Performing Locale-Independent Comparisons

Collation rules define the sort sequence of strings. These rules vary with locale, because various natural languages sort words differently. You can use the predefined collation rules provided by the Collator class to sort strings in a locale-independent manner.

To instantiate the Collator class invoke the getInstance method. Usually, you create a Collator for the default Locale, as in the following example:

Collator myDefaultCollator = Collator.getInstance();

You can also specify a particular Locale when you create a Collator, as follows:

Collator myFrenchCollator = Collator.getInstance(Locale.FRENCH);

The getInstance method returns a RuleBasedCollator, which is a concrete subclass of Collator. The RuleBasedCollator contains a set of rules that determine the sort order of strings for the locale you specify. These rules are predefined for each locale. Because the rules are encapsulated within the RuleBasedCollator, your program won't need special routines to deal with the way collation rules vary with language.

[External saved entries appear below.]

use std::f64::consts::TAU;

use nalgebra::{Rotation3, Vector3};

/// Rigid-body state of the vehicle: 3D position plus Euler angles
/// (roll, pitch, yaw).
#[derive(Debug, Clone, Copy, PartialEq)]
pub struct Pose {
    pub position: Vector3<f64>,
    pub orientation: Vector3<f64>,
}

impl Pose {
    pub fn new(position: Vector3<f64>, orientation: Vector3<f64>) -> Self {
        Self {
            position,
            orientation,
        }
    }

    pub fn from_array(pose: [f64; 6]) -> Self {
        Self {
            position: Vector3::new(pose[0], pose[1], pose[2]),
            orientation: Vector3::new(pose[3], pose[4], pose[5]),
        }
    }

    /// Flat (x, y, z, roll, pitch, yaw) form, the order observations use.
    pub fn to_array(&self) -> [f64; 6] {
        [
            self.position.x,
            self.position.y,
            self.position.z,
            self.orientation.x,
            self.orientation.y,
            self.orientation.z,
        ]
    }
}

/// Everything a controller needs to know after one simulator timestep.
/// Returned explicitly so callers never have to read state back out of
/// the simulator mid-step.
#[derive(Debug, Clone, Copy)]
pub struct SimUpdate {
    pub pose: Pose,
    pub velocity: Vector3<f64>,
    pub time: f64,
    pub done: bool,
}

/// Minimal simulator capability interface. `QuadSim` is the real
/// implementation; tests drive tasks through `MockSim` instead.
pub trait Physics {
    /// Advance one internal timestep under the given rotor commands.
    fn next_timestep(&mut self, rotor_speeds: &[f64; 4]) -> SimUpdate;

    /// Restore pose, velocities and time to their construction values.
    fn reset(&mut self);

    fn pose(&self) -> Pose;
    fn velocity(&self) -> Vector3<f64>;
    fn time(&self) -> f64;
    fn runtime(&self) -> f64;
}

/// Simplified quadcopter rigid-body simulator.
///
/// Each rotor produces thrust proportional to the square of its commanded
/// speed, directed along the body z axis. Opposing rotor pairs generate
/// roll and pitch torques, alternating spin directions generate yaw
/// torque. Integration is semi-implicit Euler at 50 Hz. The episode ends
/// when elapsed time reaches `runtime` or the vehicle leaves the world
/// box (|x|, |y| <= 150, 0 <= z <= 300).
pub struct QuadSim {
    init_pose: Pose,
    init_velocity: Vector3<f64>,
    init_angular_velocity: Vector3<f64>,

    pose: Pose,
    velocity: Vector3<f64>,
    angular_velocity: Vector3<f64>,
    time: f64,
    runtime: f64,
}

impl QuadSim {
    pub const DT: f64 = 1.0 / 50.0;

    pub const MASS: f64 = 0.958;
    pub const GRAVITY: f64 = 9.81;
    /// Thrust per rotor in N at commanded speed w is K_THRUST * w^2.
    pub const K_THRUST: f64 = 1.44e-5;

    pub fn new(
        init_pose: Option<Pose>,
        init_velocity: Option<Vector3<f64>>,
        init_angular_velocity: Option<Vector3<f64>>,
        runtime: f64,
    ) -> Self {
        let init_pose = init_pose
            .unwrap_or_else(|| Pose::from_array([0.0, 0.0, 10.0, 0.0, 0.0, 0.0]));
        let init_velocity = init_velocity.unwrap_or_else(Vector3::zeros);
        let init_angular_velocity = init_angular_velocity.unwrap_or_else(Vector3::zeros);

        Self {
            init_pose,
            init_velocity,
            init_angular_velocity,
            pose: init_pose,
            velocity: init_velocity,
            angular_velocity: init_angular_velocity,
            time: 0.0,
            runtime,
        }
    }

    /// Commanded speed at which four equal rotors exactly cancel gravity.
    pub fn hover_speed() -> f64 {
        (Self::MASS * Self::GRAVITY / (4.0 * Self::K_THRUST)).sqrt()
    }

    fn out_of_bounds(&self) -> bool {
        let p = self.pose.position;
        p.x.abs() > 150.0 || p.y.abs() > 150.0 || p.z < 0.0 || p.z > 300.0
    }
}

impl Physics for QuadSim {
    fn next_timestep(&mut self, rotor_speeds: &[f64; 4]) -> SimUpdate {
        // Rotor geometry and aero constants
        const ARM_LENGTH: f64 = 0.175;
        const K_YAW: f64 = 2.0e-7;
        const LINEAR_DRAG: f64 = 0.3;
        const ANGULAR_DRAG: f64 = 0.05;
        const INERTIA: [f64; 3] = [0.0347563, 0.0458929, 0.0977];

        let thrusts = rotor_speeds.map(|w| Self::K_THRUST * w * w);
        let total_thrust: f64 = thrusts.iter().sum();

        // Plus configuration: rotors 0/2 on the pitch axis, 1/3 on the
        // roll axis, alternating spin directions for yaw.
        let torque = Vector3::new(
            ARM_LENGTH * (thrusts[3] - thrusts[1]),
            ARM_LENGTH * (thrusts[0] - thrusts[2]),
            K_YAW
                * (rotor_speeds[0] * rotor_speeds[0] - rotor_speeds[1] * rotor_speeds[1]
                    + rotor_speeds[2] * rotor_speeds[2]
                    - rotor_speeds[3] * rotor_speeds[3]),
        ) - ANGULAR_DRAG * self.angular_velocity;

        let o = self.pose.orientation;
        let body_to_world = Rotation3::from_euler_angles(o.x, o.y, o.z);
        let thrust_world = body_to_world * Vector3::new(0.0, 0.0, total_thrust);

        let accel = thrust_world / Self::MASS
            - Vector3::new(0.0, 0.0, Self::GRAVITY)
            - LINEAR_DRAG * self.velocity / Self::MASS;

        let inertia = Vector3::from(INERTIA);
        let angular_accel = torque.component_div(&inertia);

        // Semi-implicit Euler
        self.velocity += accel * Self::DT;
        self.pose.position += self.velocity * Self::DT;
        self.angular_velocity += angular_accel * Self::DT;
        self.pose.orientation =
            (self.pose.orientation + self.angular_velocity * Self::DT).map(|a| a.rem_euclid(TAU));

        self.time += Self::DT;
        let done = self.time >= self.runtime || self.out_of_bounds();

        SimUpdate {
            pose: self.pose,
            velocity: self.velocity,
            time: self.time,
            done,
        }
    }

    fn reset(&mut self) {
        self.pose = self.init_pose;
        self.velocity = self.init_velocity;
        self.angular_velocity = self.init_angular_velocity;
        self.time = 0.0;
    }

    fn pose(&self) -> Pose {
        self.pose
    }

    fn velocity(&self) -> Vector3<f64> {
        self.velocity
    }

    fn time(&self) -> f64 {
        self.time
    }

    fn runtime(&self) -> f64 {
        self.runtime
    }
}
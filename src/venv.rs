use std::fmt::Debug;

use crate::env::{Environment, Step};
use crate::error::{EnvError, EnvResult};

pub trait VectorEnv {
    type Observation: Clone + Debug;
    type Action: Clone + Debug;

    fn step(&mut self, actions: &[Self::Action]) -> EnvResult<Vec<Step<Self::Observation>>>;
    fn reset(&mut self) -> EnvResult<Vec<Self::Observation>>;
    fn len(&self) -> usize;

    fn is_empty(&self) -> bool {
        self.len() == 0
    }
}

/// Serial batch of independent environments. Each env owns its own
/// simulator; nothing is shared across the batch.
pub struct DummyVectorEnv<E: Environment> {
    envs: Vec<E>,
}

impl<E: Environment> DummyVectorEnv<E> {
    pub fn new(envs: Vec<E>) -> Self {
        Self { envs }
    }
}

impl<E: Environment> VectorEnv for DummyVectorEnv<E>
where
    E::Observation: Clone + Debug,
    E::Action: Clone + Debug,
{
    type Observation = E::Observation;
    type Action = E::Action;

    fn step(&mut self, actions: &[Self::Action]) -> EnvResult<Vec<Step<Self::Observation>>> {
        if actions.len() != self.envs.len() {
            return Err(EnvError::ActionCountMismatch {
                expected: self.envs.len(),
                got: actions.len(),
            });
        }

        let mut next_steps = Vec::with_capacity(self.envs.len());

        for (env, action) in self.envs.iter_mut().zip(actions) {
            let mut step = env.step(action.clone())?;

            if step.done {
                // Auto-reset: the returned observation is the fresh
                // episode's first state, with done still marking the
                // boundary.
                step.obs = env.reset()?;
            }
            next_steps.push(step);
        }

        Ok(next_steps)
    }

    fn reset(&mut self) -> EnvResult<Vec<Self::Observation>> {
        let mut obs_vec = Vec::with_capacity(self.envs.len());
        for env in self.envs.iter_mut() {
            obs_vec.push(env.reset()?);
        }
        Ok(obs_vec)
    }

    fn len(&self) -> usize {
        self.envs.len()
    }
}
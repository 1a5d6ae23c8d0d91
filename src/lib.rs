pub mod env;
pub mod error;
pub mod mock;
pub mod policy;
pub mod sim;
pub mod task;
pub mod venv;

pub use env::{Environment, Step};
pub use error::{EnvError, EnvResult};
pub use sim::{Physics, Pose, QuadSim, SimUpdate};
pub use task::{Task, TaskConfig};
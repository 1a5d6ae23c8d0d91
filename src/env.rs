use std::collections::HashMap;

use crate::error::EnvResult;

//Step struct returns the outcome of one environment transition
#[derive(Debug)]
pub struct Step<O> {
    pub obs: O,
    pub done: bool,
    pub reward: f64,
    pub info: Option<HashMap<String, String>>,
}

pub trait Environment {
    type Observation;
    type Action;

    fn reset(&mut self) -> EnvResult<Self::Observation>;
    fn step(&mut self, action: Self::Action) -> EnvResult<Step<Self::Observation>>;
}
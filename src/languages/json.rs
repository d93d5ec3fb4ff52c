//! Built-in JSON detection patterns.
//!
//! Both patterns anchor at the start of the input (no multiline flag): only
//! a document-leading brace or bracket counts as evidence. JSON embedded in
//! the middle of other text should not pull the score.

use regex::Regex;

use crate::types::{DetectionPattern, LanguageDefinition, PatternScope};

/// JSON definition:
/// - `json_object_start`: leading `{ "key": value` shape
/// - `json_array_start`: leading `[` with a JSON value
pub fn definition() -> LanguageDefinition {
    LanguageDefinition {
        language: "json".to_string(),
        patterns: vec![
            DetectionPattern {
                id: "json_object_start".to_string(),
                regex: Regex::new(r#"^\s*\{\s*"[^"]+"\s*:\s*["{\[0-9tfn]"#)
                    .expect("regex pattern is valid and should always compile"),
                scope: PatternScope::FullText,
                description: "Document-leading object with a string key".to_string(),
                enabled: true,
            },
            DetectionPattern {
                id: "json_array_start".to_string(),
                regex: Regex::new(r#"^\s*\[\s*(\{|"|\d|true|false|null)"#)
                    .expect("regex pattern is valid and should always compile"),
                scope: PatternScope::FullText,
                description: "Document-leading array of JSON values".to_string(),
                enabled: true,
            },
        ],
        extensions: vec![".json".to_string()],
    }
}

#[cfg(test)]
mod tests {
    use super::*;
    use crate::languages::test_support::pattern_by_id;

    #[test]
    fn test_all_patterns_compile() {
        assert_eq!(definition().patterns.len(), 2);
    }

    #[test]
    fn test_object_start_matches() {
        let def = definition();
        let pattern = pattern_by_id(&def, "json_object_start");
        assert!(pattern.regex.is_match(r#"{ "name": "app" }"#));
        assert!(pattern.regex.is_match("  {\"count\": 42}"));
        // Mid-document braces do not count.
        assert!(!pattern.regex.is_match(r#"prose then { "name": 1 }"#));
    }

    #[test]
    fn test_array_start_matches() {
        let def = definition();
        let pattern = pattern_by_id(&def, "json_array_start");
        assert!(pattern.regex.is_match(r#"[ {"id": 1} ]"#));
        assert!(pattern.regex.is_match("[true, false]"));
        assert!(!pattern.regex.is_match("let x = [1, 2]"));
    }
}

You invoke the Collator.compare method to perform a locale-independent string comparison. The compare method returns an integer less than, equal to, or greater than zero when the first string argument is less than, equal to, or greater than the second string argument. The following table contains some sample calls to Collator.compare:

Example Return Value Explanation
myCollator.compare("abc", "def") -1 "abc" is less than "def"
myCollator.compare("rtf", "rtf") 0 the two strings are equal
myCollator.compare("xyz", "abc") 1 "xyz" is greater than "abc"

You use the compare method when performing sort operations. The sample program called CollatorDemo uses the compare method to sort an array of English and French words. This program shows what can happen when you sort the same list of words with two different collators:

Collator fr_FRCollator = Collator.getInstance(new Locale("fr","FR"));
Collator en_USCollator = Collator.getInstance(new Locale("en","US"));

The method for sorting, called sortStrings, can be used with any Collator. Notice that the sortStrings method invokes the compare method:

public static void sortStrings(Collator collator, String[] words) {
    String tmp;
    for (int i = 0; i < words.length; i++) {
        for (int j = i + 1; j < words.length; j++) { 
            if (collator.compare(words[i], words[j]) > 0) {
                tmp = words[i];
                words[i] = words[j];
                words[j] = tmp;
            }
        }
    }
}

The English Collator sorts the words as follows:

peach
péché
pêche
sin

According to the collation rules of the French language, the preceding list is in the wrong order. In French péché should follow pêche in a sorted list. The French Collator sorts the array of words correctly, as follows:

peach
pêche
péché
sin